GENERAL TERMS AND CONDITIONS
1. Entire Agreement And Conflicts
These terms and conditions, the initial and any subsequent Description of Services and each and every attendant Schedule together form the entire agreement and understanding between Atos Origin and Customer regarding the subject matter of this Agreement and are intended to supersede all previous agreements and understandings between Atos Origin and Customer regarding the subject matter. Except for the sole purpose of initiating or authorizing the performance of Services by Atos Origin under a Description of Services, Atos Origin and Customer agree that any and all terms and conditions set forth in a Customer purchase order, to the extent inconsistent with this Agreement, shall be void and have absolutely no force or effect for purposes of this Agreement and any interpretation thereof. This Agreement, or any part thereof, may not be amended, or waived other than by in writing signed by all Parties hereto.
2. DEFINITIONS
a. General
Unless otherwise expressly defined herein, all referenced terms in this Agreement shall have the common meaning applied to them within the information technology services industry.
b.
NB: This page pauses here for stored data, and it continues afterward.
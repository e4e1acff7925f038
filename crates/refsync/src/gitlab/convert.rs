//! Conversion from GitLab response bodies to remote read models.

use crate::remote::{BranchInfo, CommitInfo, RefState};

use super::types::{GitLabBranch, GitLabCommit, GitLabErrorBody, GitLabTag};

impl From<GitLabBranch> for RefState {
    fn from(branch: GitLabBranch) -> Self {
        RefState::new(branch.name, branch.commit.id)
    }
}

impl From<GitLabTag> for RefState {
    fn from(tag: GitLabTag) -> Self {
        RefState::new(tag.name, tag.commit.id)
    }
}

pub fn to_branch_info(branch: GitLabBranch) -> BranchInfo {
    BranchInfo {
        name: branch.name,
        commit_id: branch.commit.id,
        protected: branch.protected,
        default: branch.default,
    }
}

pub fn to_commit_info(commit: GitLabCommit) -> CommitInfo {
    CommitInfo {
        id: commit.id,
        short_id: commit.short_id,
        title: commit.title,
        author_name: commit.author_name,
        committed_at: commit.committed_date,
    }
}

/// Human-readable message from an error response body.
///
/// Falls back to the raw body when it is not a GitLab error object.
pub fn error_message(body: &[u8]) -> String {
    let raw = || String::from_utf8_lossy(body).trim().to_string();

    let Ok(parsed) = serde_json::from_slice::<GitLabErrorBody>(body) else {
        return raw();
    };

    match (parsed.message, parsed.error) {
        (Some(serde_json::Value::String(message)), _) => message,
        (Some(other), _) => other.to_string(),
        (None, Some(error)) => error,
        (None, None) => raw(),
    }
}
Specific
The following words and terms shall have the following meanings when used in this Agreement and such definitions shall apply to both singular and plural forms of any such words and terms:
"Acceptance Testing" means the continuous testing, consistent with industry practice, to be performed by Customer to reasonably establish that the software functions in accordance with its Design as set forth at Schedule 1 attached hereto.
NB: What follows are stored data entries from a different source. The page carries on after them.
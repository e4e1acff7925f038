use refsync::paging::{self, Pager};
use refsync::remote::{CommitInfo, CommitPages};
use serde::Serialize;
use tabled::Tabled;

use crate::commands::shared::{Session, print_rows};
use crate::shutdown::is_shutdown_requested;

#[derive(Debug, Clone, Serialize, Tabled)]
pub(crate) struct CommitRow {
    #[tabled(rename = "Commit")]
    pub short_id: String,
    #[tabled(rename = "Author")]
    pub author_name: String,
    #[tabled(rename = "Date")]
    pub committed_at: String,
    #[tabled(rename = "Title")]
    pub title: String,
}

impl From<CommitInfo> for CommitRow {
    fn from(commit: CommitInfo) -> Self {
        Self {
            short_id: commit.short_id,
            author_name: commit.author_name,
            committed_at: commit
                .committed_at
                .map(|at| at.format("%Y-%m-%d %H:%M").to_string())
                .unwrap_or_default(),
            title: commit.title,
        }
    }
}

/// List commits reachable from `ref_name`, pulling pages only as needed.
pub(crate) async fn handle_commits(
    ref_name: Option<String>,
    limit: usize,
    session: &Session,
) -> Result<(), Box<dyn std::error::Error>> {
    let ref_name = ref_name.unwrap_or_default();
    let per_page = session.per_page.min(limit.max(1).try_into().unwrap_or(u32::MAX));
    let pages = CommitPages::new(session.client(), ref_name.as_str(), per_page);
    let mut commits = paging::stream(Pager::new(pages), session.policy().clone());

    let mut rows = Vec::new();
    while rows.len() < limit {
        if is_shutdown_requested() {
            tracing::warn!(fetched = rows.len(), "Stopping commit listing");
            break;
        }

        let Some(commit) = commits.next().await? else {
            break;
        };
        rows.push(CommitRow::from(commit));

        if rows.len() == 1 {
            match commits.estimate_size() {
                Some(remaining) => {
                    tracing::info!(total = remaining + 1, "Streaming commits")
                }
                None => tracing::info!("Streaming commits, total unknown"),
            }
        }
    }

    print_rows(&rows, session.output)?;
    session.report_retries();
    Ok(())
}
"Agreement" means these terms and conditions, the Description of Services plus any additional Description of Services and any other additional Schedule(s) as specifically agreed to in writing between Atos Origin and Customer.
"Business Day" means each Monday, Tuesday, Wednesday, Thursday and Friday, except where any such day occurs on any federal or state statutory holiday observed by Atos Origin.
"Confidential Information" means the confidential and proprietary data or information developed or acquired by either Party and as further described in Section 8.
"Description of Services" means that document as referenced throughout this Agreement which will reasonably specify those services, activities and goods to be provided by Atos Origin to Customer in addition to identifying the estimated time frames, charges and expenses payable to Atos Origin by Customer, together with such other agreements that may be entered into between Atos Origin and Customer.
"Design" means an elaboration of a functional specification prepared by Atos Origin and approved or accepted by Customer, which enumerates and describes the screens and reports that will be included in software.
"Party" or "Parties" when used in the singular means either Atos Origin or Customer and if used in the plural means both Atos Origin and Customer.
"Schedule(s)" means any one or more supplementary document(s) relating to this Agreement and which both Parties have signed.
"Supplied Software" means Atos Origin or third party developed software provided in accordance with an Atos Origin prepared or implemented design that is not Customized Software.
3. Term
This Agreement shall commence on the Effective Date of this Agreement and shall continue until 30 June 2008 (unless terminated earlier pursuant to the terms of this Agreement) ("Initial Term"); thereafter, this Agreement shall automatically renew for additional one (1) year terms (each a "Renewal Term") until terminated by either Party upon giving written notice of termination to the other Party no less than one hundred twenty (120) days prior to the end of the then- term.
4. Content
This Agreement consists of these general terms and conditions and the attached Schedules. In the event of conflict between the general terms and conditions and any term within a Schedule, the general terms and conditions shall prevail, unless otherwise expressly stated in such Schedule.
5. Charges and Payments
5.1 So long as the invoice is mailed by Atos Origin on the invoice date, payment shall be due and payable within thirty (35) days from the date of invoice. Charges for fractional parts of a month shall be prorated based on a thirty (30) day month. Fixed monthly charges for equipment and processing, if any, shall be invoiced monthly in advance. Time and Materials charges, if any, shall be invoiced in the month following service except for the minimum variable charge payments set forth in the applicable Schedule which shall be invoiced monthly in advance. Invoice amounts are not subject to cash discounts.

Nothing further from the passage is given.